Online Mediation Techniques for Conflict
Introduction
The definition of online mediation is frequently as context-specific as the problem that it is attempting to address. Mediation is frequently regarded as the final step in the resolution of disputes.
Mediation is a process in which two or more parties negotiate with the help of a neutral third party.
Skilled third-party mediators can assist lower the emotional temperature in a negotiation. They can promote effective dialogue, discover hidden interests, provide face-saving options for movement.
Suggesting solutions that the parties may have ignored as well.
However, it’s possible that you and the other party are in separate geographical areas. Perhaps your disagreement started with an internet transaction and you’ve never met.
Various start-ups began offering e-mediation or online mediation services to businesses and the general public in the late 1990s.
Techniques
Though firms frequently employ online mediation to handle high-volume, long-distance problems (such as disagreements between eBay customers), the range of disputes that can be mediated online has grown to encompass workplace and family conflicts involving persons who live in the same area.
Mediators and service providers employ a variety of “platforms,” the procedure is typically handled by e-mail and telephone, video conferencing, and real-time conversations being less. The mediator oversees the process as the parties exchange documents via email.
According to Ebner, early investigations of online mediation have found it to be an efficient method of resolving disputes. It is convenient since it allows participants to join whenever they have the time. Furthermore, e-mail exchanges can level the playing field between disputants who normally dominate conversations and others who are more reticent.
Online Mediation and its Success
Of course, significant online mediation training and substantive competence, as well as a sharp analytic talent, are essential. However, professional mediators believe that developing rapport is more vital to good online mediation than using specific meditation techniques and tactics, according to a survey conducted by Northwestern University law professor Stephen Goldberg.
Of course, Goldberg’s responders could only report on their own perceptions of why they succeeded. A third party or the parties themselves could have very different explanations. Indeed, one of the foundations of online mediation is to work quietly so that the parties leave feeling as if they came to an agreement primarily on their own, a method designed to strengthen their willingness to uphold the agreement.
In a previous study, mediator Peter Adler and his colleagues discussed “the breaks, breakthroughs, and windows of chances lost or found” to explain their success. Participants in the identical cases, on the other hand, only remembered the mediators for “opening the room, making coffee, and introducing everyone.”
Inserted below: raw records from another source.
impl VoiceSim {
    pub fn new() -> Self {
        Self {
            base_note: 0,
            freq_seq: 0,
            vol_seq: 0,
            freq_state: MacroState::Idle,
            vol_state: MacroState::Idle,
            note_offset: 0,
            waveform: 0,
            volume: 0,
            bend_accum: 0,
            vib_speed: 0,
            vib_depth: 0,
            vib_delay: 0,
            vib_phase: 0,
            porta_speed: 0,
            porta_accum: 0,
        }
    }

    /// (Re)trigger: a pattern row played a note with this instrument.
    /// The volume program header carries the vibrato setup.
    pub fn trigger(&mut self, note: u8, freq_seq: usize, vol_seq: usize, vol_bank: &MacroBank) {
        self.base_note = note;
        self.freq_seq = freq_seq;
        self.vol_seq = vol_seq;
        self.freq_state = MacroState::Running { pc: 0 };
        // Volume program: byte 0 speed, 1 frq ref, 2 vibrato speed,
        // 3 vibrato depth, 4 vibrato delay; code starts at 5.
        if let Some(prog) = vol_bank.program(vol_seq) {
            self.vib_speed = prog[2];
            self.vib_depth = prog[3];
            self.vib_delay = prog[4];
        }
        self.vol_state = MacroState::Running { pc: 5 };
        self.vib_phase = 0;
        self.bend_accum = 0;
        self.note_offset = 0;
        self.porta_accum = 0;
    }

    pub fn set_portamento(&mut self, speed: i8) {
        self.porta_speed = speed;
    }

    /// Advance both programs one tick and return the audible state.
    pub fn tick(&mut self, freq_bank: &MacroBank, vol_bank: &MacroBank) -> TickOut {
        self.step_frequency(freq_bank);
        self.step_volume(vol_bank);

        // Vibrato only moves once its delay has elapsed and the speed is
        // non-zero; speed 0 keeps the phase frozen forever.
        let mut vibrato = 0i16;
        if self.vib_delay > 0 {
            self.vib_delay -= 1;
        } else if self.vib_depth > 0 {
            if self.vib_speed > 0 {
                self.vib_phase = self.vib_phase.wrapping_add(self.vib_speed);
            }
            vibrato = triangle(self.vib_phase, self.vib_depth);
        }

        self.porta_accum += self.porta_speed as i16;

        TickOut {
            volume: self.volume,
            waveform: self.waveform,
            pitch_offset: self.bend_accum + vibrato + self.porta_accum,
        }
    }

    fn step_frequency(&mut self, bank: &MacroBank) {
        match self.freq_state {
            MacroState::Idle => {}
            MacroState::Sustaining { pc, ticks_left } => {
                // The program counter is frozen for exactly ticks_left
                // ticks; only the counter moves.
                self.freq_state = if ticks_left <= 1 {
                    MacroState::Running { pc }
                } else {
                    MacroState::Sustaining {
                        pc,
                        ticks_left: ticks_left - 1,
                    }
                };
            }
            MacroState::Bending { pc, speed, ticks_left } => {
                self.bend_accum += speed as i16;
                self.freq_state = if ticks_left <= 1 {
                    MacroState::Running { pc }
                } else {
                    MacroState::Bending {
                        pc,
                        speed,
                        ticks_left: ticks_left - 1,
                    }
                };
            }
            MacroState::Running { pc } => {
                self.freq_state = self.run_frequency(bank, pc);
            }
        }
    }

    fn run_frequency(&mut self, bank: &MacroBank, start_pc: usize) -> MacroState {
        let mut prog = match bank.program(self.freq_seq) {
            Some(p) => p,
            None => return MacroState::Idle,
        };
        let mut pc = start_pc;

        for _ in 0..STEP_BUDGET {
            if pc >= prog.len() {
                return MacroState::Idle;
            }
            let op = prog[pc];
            match op {
                OP_END => return MacroState::Idle,
                OP_LOOP => {
                    let target = (*prog.get(pc + 1).unwrap_or(&0) as usize) % MACRO_LEN;
                    if target == pc {
                        return MacroState::Idle; // self-loop yields nothing
                    }
                    pc = target;
                }
                OP_SET_WAVE => {
                    self.waveform = *prog.get(pc + 1).unwrap_or(&0) as u16;
                    // A wave change restarts the volume program.
                    self.vol_state = MacroState::Running { pc: 5 };
                    return MacroState::Running { pc: pc + 2 };
                }
                OP_CHANGE_WAVE => {
                    self.waveform = *prog.get(pc + 1).unwrap_or(&0) as u16;
                    return MacroState::Running { pc: pc + 2 };
                }
                OP_NEW_SEQ => {
                    // Sequence switches stay inside this loop so a chain
                    // of programs naming each other burns the shared step
                    // budget instead of the call stack.
                    let next = *prog.get(pc + 1).unwrap_or(&0) as usize;
                    if next >= bank.count() || next == self.freq_seq {
                        return MacroState::Idle;
                    }
                    self.freq_seq = next;
                    prog = match bank.program(next) {
                        Some(p) => p,
                        None => return MacroState::Idle,
                    };
                    pc = 0;
                }
                OP_SUSTAIN => {
                    let ticks = *prog.get(pc + 1).unwrap_or(&0);
                    return if ticks == 0 {
                        MacroState::Running { pc: pc + 2 }
                    } else {
                        MacroState::Sustaining {
                            pc: pc + 2,
                            ticks_left: ticks,
                        }
                    };
                }
                OP_SET_PACKED => {
                    let idx = *prog.get(pc + 1).unwrap_or(&0) as u16;
                    self.waveform = PACKED_BASE + idx;
                    return MacroState::Running { pc: pc + 2 };
                }
                OP_PITCH_BEND => {
                    let speed = *prog.get(pc + 1).unwrap_or(&0) as i8;
                    let ticks = *prog.get(pc + 2).unwrap_or(&0);
                    return if ticks == 0 {
                        MacroState::Running { pc: pc + 3 }
                    } else {
                        MacroState::Bending {
                            pc: pc + 3,
                            speed,
                            ticks_left: ticks,
                        }
                    };
                }
                value if value < 0xE0 => {
                    // Data byte: relative note offset, one per tick.
                    self.note_offset = value as i8;
                    return MacroState::Running { pc: pc + 1 };
                }
                _ => {
                    log::debug!("FC frequency opcode {:#04X} outside the known set", op);
                    pc += 1;
                }
            }
        }

        log::warn!("FC frequency program {} exceeded its step budget", self.freq_seq);
        MacroState::Idle
    }

    fn step_volume(&mut self, bank: &MacroBank) {
        match self.vol_state {
            MacroState::Idle => {}
            MacroState::Sustaining { pc, ticks_left } => {
                self.vol_state = if ticks_left <= 1 {
                    MacroState::Running { pc }
                } else {
                    MacroState::Sustaining {
                        pc,
                        ticks_left: ticks_left - 1,
                    }
                };
            }
            MacroState::Bending { pc, speed, ticks_left } => {
                self.volume = (self.volume as i16 + speed as i16).clamp(0, 64) as u8;
                self.vol_state = if ticks_left <= 1 {
                    MacroState::Running { pc }
                } else {
                    MacroState::Bending {
                        pc,
                        speed,
                        ticks_left: ticks_left - 1,
                    }
                };
            }
            MacroState::Running { pc } => {
                self.vol_state = self.run_volume(bank, pc);
            }
        }
    }

    fn run_volume(&mut self, bank: &MacroBank, start_pc: usize) -> MacroState {
        let prog = match bank.program(self.vol_seq) {
            Some(p) => p,
            None => return MacroState::Idle,
        };
        let mut pc = start_pc;

        for _ in 0..STEP_BUDGET {
            if pc >= prog.len() {
                return MacroState::Idle;
            }
            let op = prog[pc];
            match op {
                OP_END => return MacroState::Idle,
                OP_LOOP => {
                    let target = (*prog.get(pc + 1).unwrap_or(&0) as usize) % MACRO_LEN;
                    if target == pc {
                        return MacroState::Idle;
                    }
                    pc = target.max(5); // never loop into the header
                }
                OP_SUSTAIN => {
                    let ticks = *prog.get(pc + 1).unwrap_or(&0);
                    return if ticks == 0 {
                        MacroState::Running { pc: pc + 2 }
                    } else {
                        MacroState::Sustaining {
                            pc: pc + 2,
                            ticks_left: ticks,
                        }
                    };
                }
                OP_PITCH_BEND => {
                    // In a volume program this is a volume ramp.
                    let speed = *prog.get(pc + 1).unwrap_or(&0) as i8;
                    let ticks = *prog.get(pc + 2).unwrap_or(&0);
                    return if ticks == 0 {
                        MacroState::Running { pc: pc + 3 }
                    } else {
                        MacroState::Bending {
                            pc: pc + 3,
                            speed,
                            ticks_left: ticks,
                        }
                    };
                }
                value if value <= 64 => {
                    self.volume = value;
                    return MacroState::Running { pc: pc + 1 };
                }
                _ => {
                    log::debug!("FC volume opcode {:#04X} outside the known set", op);
                    pc += 1;
                }
            }
        }

        log::warn!("FC volume program {} exceeded its step budget", self.vol_seq);
        MacroState::Idle
    }
}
Benefits of Online Mediation
The advantages of mediation are clear and obvious. It’s not only less expensive and faster, but it’s also less stressful, which is critical in these trying times. Even in sectors like clinical negligence, mediation is starting. However, in a period when social distancing and lockdowns are the norms, mediation is impossible.
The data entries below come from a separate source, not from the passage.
/// S3M Dxy: fine slides encode as x=F or y=F; the fine nibble takes
/// precedence, and a zero parameter recalls memory (suppressed here).
fn parse_s3m_volslide(param: u8) -> Effect {
    if param == 0 {
        return Effect::None;
    }
    let up = (param >> 4) & 0x0F;
    let down = param & 0x0F;
    match (up, down) {
        (0xF, d) if d != 0 => Effect::FineVolumeSlideDown(d),
        (u, 0xF) if u != 0 => Effect::FineVolumeSlideUp(u),
        (u, 0) => Effect::VolumeSlide(u as i8),
        (_, d) => Effect::VolumeSlide(-(d as i8)),
    }
}

/// S3M Exx/Fxx: 0xFx = fine slide, 0xEx = extra fine, else normal.
fn parse_s3m_porta(param: u8, up: bool) -> Effect {
    if param == 0 {
        return Effect::None;
    }
    let hi = param >> 4;
    let lo = param & 0x0F;
    match (hi, up) {
        (0xF, true) => Effect::FinePortaUp(lo),
        (0xF, false) => Effect::FinePortaDown(lo),
        (0xE, true) => Effect::ExtraFinePortaUp(lo),
        (0xE, false) => Effect::ExtraFinePortaDown(lo),
        (_, true) => Effect::PortaUp(param),
        (_, false) => Effect::PortaDown(param),
    }
}

fn parse_s3m_extended(param: u8) -> Effect {
    let cmd = (param >> 4) & 0x0F;
    let val = param & 0x0F;
    match cmd {
        0x1 => Effect::GlissandoControl(val != 0),
        0x2 => Effect::SetFinetune(if val > 7 { val as i8 - 16 } else { val as i8 }),
        0x3 => Effect::SetVibratoWaveform(val),
        0x4 => Effect::SetTremoloWaveform(val),
        0x8 => Effect::SetPanPosition(val),
        0xB => Effect::PatternLoop(val),
        0xC => Effect::NoteCut(val),
        0xD => Effect::NoteDelay(val),
        0xE => Effect::PatternDelay(val),
        _ => Effect::None,
    }
}

/// S3M/IT Qxy volume-change nibble.
fn retrig_volume_change(x: u8) -> i8 {
    match x {
        1..=5 => -(1 << (x - 1)),
        6 => 0, // *2/3, approximated as no change at the cell level
        7 => 0, // *1/2
        9..=0xD => 1 << (x - 9),
        0xE => 0, // *3/2
        0xF => 0, // *2
        _ => 0,
    }
}

// ---------------------------------------------------------------------------
// Impulse Tracker: same letter space as S3M plus a few of its own
// ---------------------------------------------------------------------------

/// Parse an IT command (1 = 'A', ...). Most of the space is shared with
/// S3M; the differences are channel volume (M/N), panning slide (P),
/// panbrello (Y, dropped) and the S7x/S9x groups (dropped).
pub fn parse_it(cmd: u8, param: u8) -> Effect {
    match cmd {
        13 => Effect::SetChannelVolume(param.min(64)), // Mxx
        14 => Effect::ChannelVolumeSlide(param_to_slide(param)), // Nxy
        16 => Effect::PanningSlide(param_to_slide(param)), // Pxy
        23 => Effect::GlobalVolumeSlide(param_to_slide(param)), // Wxy
        _ => parse_s3m(cmd, param),
    }
}

/// Decode an IT volume-column byte.
pub fn parse_it_volume(vol: u8) -> VolumeCommand {
    match vol {
        0..=64 => VolumeCommand::Volume(vol),
        65..=74 => VolumeCommand::FineVolSlideUp(vol - 65),
        75..=84 => VolumeCommand::FineVolSlideDown(vol - 75),
        85..=94 => VolumeCommand::VolumeSlideUp(vol - 85),
        95..=104 => VolumeCommand::VolumeSlideDown(vol - 95),
        105..=114 => VolumeCommand::PortaDown(vol - 105),
        115..=124 => VolumeCommand::PortaUp(vol - 115),
        128..=192 => VolumeCommand::Panning(vol - 128),
        193..=202 => VolumeCommand::TonePorta(vol - 193),
        203..=212 => VolumeCommand::Vibrato(vol - 203),
        _ => VolumeCommand::None,
    }
}

// ---------------------------------------------------------------------------
// FastTracker II volume column
// ---------------------------------------------------------------------------

/// Decode an XM volume-column byte. 0x10-0x50 sets volume; bytes from
/// 0x60 up are secondary effects and must not be dropped.
pub fn parse_xm_volume(vol: u8) -> VolumeCommand {
    match vol {
        0x10..=0x50 => VolumeCommand::Volume(vol - 0x10),
        0x60..=0x6F => VolumeCommand::VolumeSlideDown(vol & 0x0F),
        0x70..=0x7F => VolumeCommand::VolumeSlideUp(vol & 0x0F),
        0x80..=0x8F => VolumeCommand::FineVolSlideDown(vol & 0x0F),
        0x90..=0x9F => VolumeCommand::FineVolSlideUp(vol & 0x0F),
        0xA0..=0xAF => VolumeCommand::VibratoSpeed(vol & 0x0F),
        0xB0..=0xBF => VolumeCommand::Vibrato(vol & 0x0F),
        0xC0..=0xCF => VolumeCommand::Panning((vol & 0x0F) << 2),
        0xD0..=0xDF => VolumeCommand::PanSlideLeft(vol & 0x0F),
        0xE0..=0xEF => VolumeCommand::PanSlideRight(vol & 0x0F),
        0xF0..=0xFF => VolumeCommand::TonePorta(vol & 0x0F),
        _ => VolumeCommand::None,
    }
}

/// Parse an XM effect. 0x0-0xF match ProTracker; XM extends with G-X.
pub fn parse_xm(cmd: u8, param: u8) -> Effect {
    match cmd {
        0x0..=0xF => parse_protracker(cmd, param),
        0x10 => Effect::SetGlobalVolume(param.min(64)), // Gxx
        0x11 => Effect::GlobalVolumeSlide(param_to_slide(param)), // Hxy
        0x15 => Effect::SetEnvelopePosition(param),     // Lxx
        0x19 => Effect::PanningSlide(param_to_slide(param)), // Pxy
        0x1B => Effect::Retrigger {                     // Rxy
            interval: param & 0x0F,
            volume_change: retrig_volume_change((param >> 4) & 0x0F),
        },
        0x1D => Effect::Tremor {                        // Txy
            on: (param >> 4) & 0x0F,
            off: param & 0x0F,
        },
        0x21 => match param >> 4 {                      // Xxy
            1 => Effect::ExtraFinePortaUp(param & 0x0F),
            2 => Effect::ExtraFinePortaDown(param & 0x0F),
            _ => Effect::None,
        },
        _ => Effect::None,
    }
}

// ---------------------------------------------------------------------------
// Encoders: canonical -> wire, inverses of the parsers above
// ---------------------------------------------------------------------------

/// Convert a signed per-tick slide back to the up/down nibble encoding.
pub fn slide_to_param(slide: i8) -> u8 {
    if slide < 0 {
        (-(slide as i16)).min(15) as u8
    } else {
        ((slide as u8).min(15)) << 4
    }
}

/// Encode a canonical effect as a ProTracker (command, parameter) pair.
/// `None` means the effect has no MOD representation.
pub fn encode_protracker(effect: Effect) -> Option<(u8, u8)> {
    match effect {
        Effect::None => Some((0x0, 0)),
        Effect::Arpeggio { x, y } => Some((0x0, (x << 4) | (y & 0x0F))),
        Effect::PortaUp(p) => Some((0x1, p)),
        Effect::PortaDown(p) => Some((0x2, p)),
        Effect::TonePorta(p) => Some((0x3, p)),
        Effect::Vibrato { speed, depth } => Some((0x4, (speed << 4) | (depth & 0x0F))),
        Effect::TonePortaVolSlide(s) => Some((0x5, slide_to_param(s))),
        Effect::VibratoVolSlide(s) => Some((0x6, slide_to_param(s))),
        Effect::Tremolo { speed, depth } => Some((0x7, (speed << 4) | (depth & 0x0F))),
        Effect::SetPan(p) => Some((0x8, p)),
        Effect::SampleOffset(p) => Some((0x9, p)),
        Effect::VolumeSlide(s) => Some((0xA, slide_to_param(s))),
        Effect::PositionJump(p) => Some((0xB, p)),
        Effect::SetVolume(v) => Some((0xC, v.min(64))),
        Effect::PatternBreak(row) => {
            let row = row.min(63);
            Some((0xD, ((row / 10) << 4) | (row % 10)))
        }
        Effect::SetSpeed(s) if s < 32 => Some((0xF, s)),
        Effect::SetTempo(t) if t >= 32 => Some((0xF, t)),
        _ => encode_protracker_extended(effect).map(|p| (0xE, p)),
    }
}

/// Encode an Exy extended effect parameter.
fn encode_protracker_extended(effect: Effect) -> Option<u8> {
    let (cmd, val) = match effect {
        Effect::FinePortaUp(v) => (0x1, v),
        Effect::FinePortaDown(v) => (0x2, v),
        Effect::GlissandoControl(on) => (0x3, on as u8),
        Effect::SetVibratoWaveform(v) => (0x4, v),
        Effect::SetFinetune(ft) => (0x5, if ft < 0 { (ft + 16) as u8 } else { ft as u8 }),
        Effect::PatternLoop(v) => (0x6, v),
        Effect::SetTremoloWaveform(v) => (0x7, v),
        Effect::SetPanPosition(v) => (0x8, v),
        Effect::RetriggerNote(v) => (0x9, v),
        Effect::FineVolumeSlideUp(v) => (0xA, v),
        Effect::FineVolumeSlideDown(v) => (0xB, v),
        Effect::NoteCut(v) => (0xC, v),
        Effect::NoteDelay(v) => (0xD, v),
        Effect::PatternDelay(v) => (0xE, v),
        _ => return None,
    };
    Some((cmd << 4) | (val & 0x0F))
}

/// Encode a canonical effect as an XM (command, parameter) pair.
pub fn encode_xm(effect: Effect) -> Option<(u8, u8)> {
    match effect {
        Effect::SetGlobalVolume(v) => Some((0x10, v.min(64))),
        Effect::GlobalVolumeSlide(s) => Some((0x11, slide_to_param(s))),
        Effect::SetEnvelopePosition(p) => Some((0x15, p)),
        Effect::PanningSlide(s) => Some((0x19, slide_to_param(s))),
        Effect::Retrigger {
            interval,
            volume_change,
        } => Some((0x1B, (retrig_change_nibble(volume_change) << 4) | (interval & 0x0F))),
        Effect::Tremor { on, off } => Some((0x1D, (on << 4) | (off & 0x0F))),
        Effect::ExtraFinePortaUp(v) => Some((0x21, 0x10 | (v & 0x0F))),
        Effect::ExtraFinePortaDown(v) => Some((0x21, 0x20 | (v & 0x0F))),
        _ => encode_protracker(effect),
    }
}

/// Invert [`retrig_volume_change`] onto the x nibble. The multiplicative
/// variants all decoded to 0, so they re-encode as "no change".
fn retrig_change_nibble(change: i8) -> u8 {
    match change {
        -1 => 1,
        -2 => 2,
        -4 => 3,
        -8 => 4,
        -16 => 5,
        1 => 9,
        2 => 0xA,
        4 => 0xB,
        8 => 0xC,
        16 => 0xD,
        _ => 0,
    }
}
Currently, organizations frequently use e-mediation to address high-volume disputes and situations involving significant distances. Conflicts between eBay or Amazon consumers are an example.
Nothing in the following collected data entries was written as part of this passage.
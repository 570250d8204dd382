//! Volume/panning envelope types.

/// An envelope: ordered (tick, value) nodes with optional sustain and
/// loop node indices.
#[derive(Clone, Debug, Default, PartialEq, Eq)]
pub struct Envelope {
    /// Envelope points, ordered by tick
    pub points: Vec<EnvelopePoint>,
    /// Sustain point index (None = no sustain)
    pub sustain: Option<u8>,
    /// Loop start point index (None = no loop)
    pub loop_start: Option<u8>,
    /// Loop end point index
    pub loop_end: Option<u8>,
    /// Is the envelope enabled?
    pub enabled: bool,
}

impl Envelope {
    /// Create a new empty envelope.
    pub fn new() -> Self {
        Self::default()
    }

    /// Add a point to the envelope.
    pub fn add_point(&mut self, tick: u16, value: i8) {
        self.points.push(EnvelopePoint { tick, value });
    }

    /// Get the interpolated value at a given tick.
    pub fn value_at(&self, tick: u16) -> i8 {
        if self.points.is_empty() {
            return 0;
        }

        let mut prev = &self.points[0];
        for point in &self.points {
            if point.tick > tick {
                if point.tick == prev.tick {
                    return point.value;
                }
                let t = (tick.saturating_sub(prev.tick)) as i32;
                let d = (point.tick - prev.tick) as i32;
                let v = prev.value as i32 + (point.value as i32 - prev.value as i32) * t / d;
                return v as i8;
            }
            prev = point;
        }

        // Past the last point
        prev.value
    }
}

/// A point in an envelope.
#[derive(Clone, Copy, Debug, PartialEq, Eq)]
pub struct EnvelopePoint {
    /// Tick position
    pub tick: u16,
    /// Value (-64 to +64, or 0-64 for volume)
    pub value: i8,
}

#[cfg(test)]
mod tests {
    use super::*;

    #[test]
    fn envelope_interpolation() {
        let mut env = Envelope::new();
        env.add_point(0, 64);
        env.add_point(100, 0);

        assert_eq!(env.value_at(0), 64);
        assert_eq!(env.value_at(50), 32);
        assert_eq!(env.value_at(100), 0);
        assert_eq!(env.value_at(200), 0); // Past end
    }

    #[test]
    fn envelope_before_first_point() {
        let mut env = Envelope::new();
        env.add_point(10, 40);
        env.add_point(20, 0);
        // Ticks before the first point clamp to it
        assert_eq!(env.value_at(0), 40);
    }
}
Emails, phone calls, video calls, and real-time chats are all common ways for online mediators to communicate. Email is used to send documents, but they frequently become part of an e-discovery process. This online form of mediation has a number of advantages over traditional mediation.
Factors
The parties typically take a breather before making impassioned declarations due to the slower speed of addressing the situation through emails and other textual means. When they’ve calmed down, they’ll be able to react when it’s convenient for them.
Mediations find time to formulate superior solutions if they are not in a heat of a moment which can be detrimental to their knowledge skills. Mediators who prepare well will make better judgments.
Where one party may be dominating in nature or owing to class, financial, social, cultural, or physical factors, an online conversation levels the playing field.
Conclusion
Finally, and perhaps most importantly, communication specialists frequently state that nonverbal communication accounts for 80% of all communication. These nonverbal clues frequently exacerbate rather than resolve the situation. People pay significantly more attention to the ‘tone’ of a voice than to the content of the voice.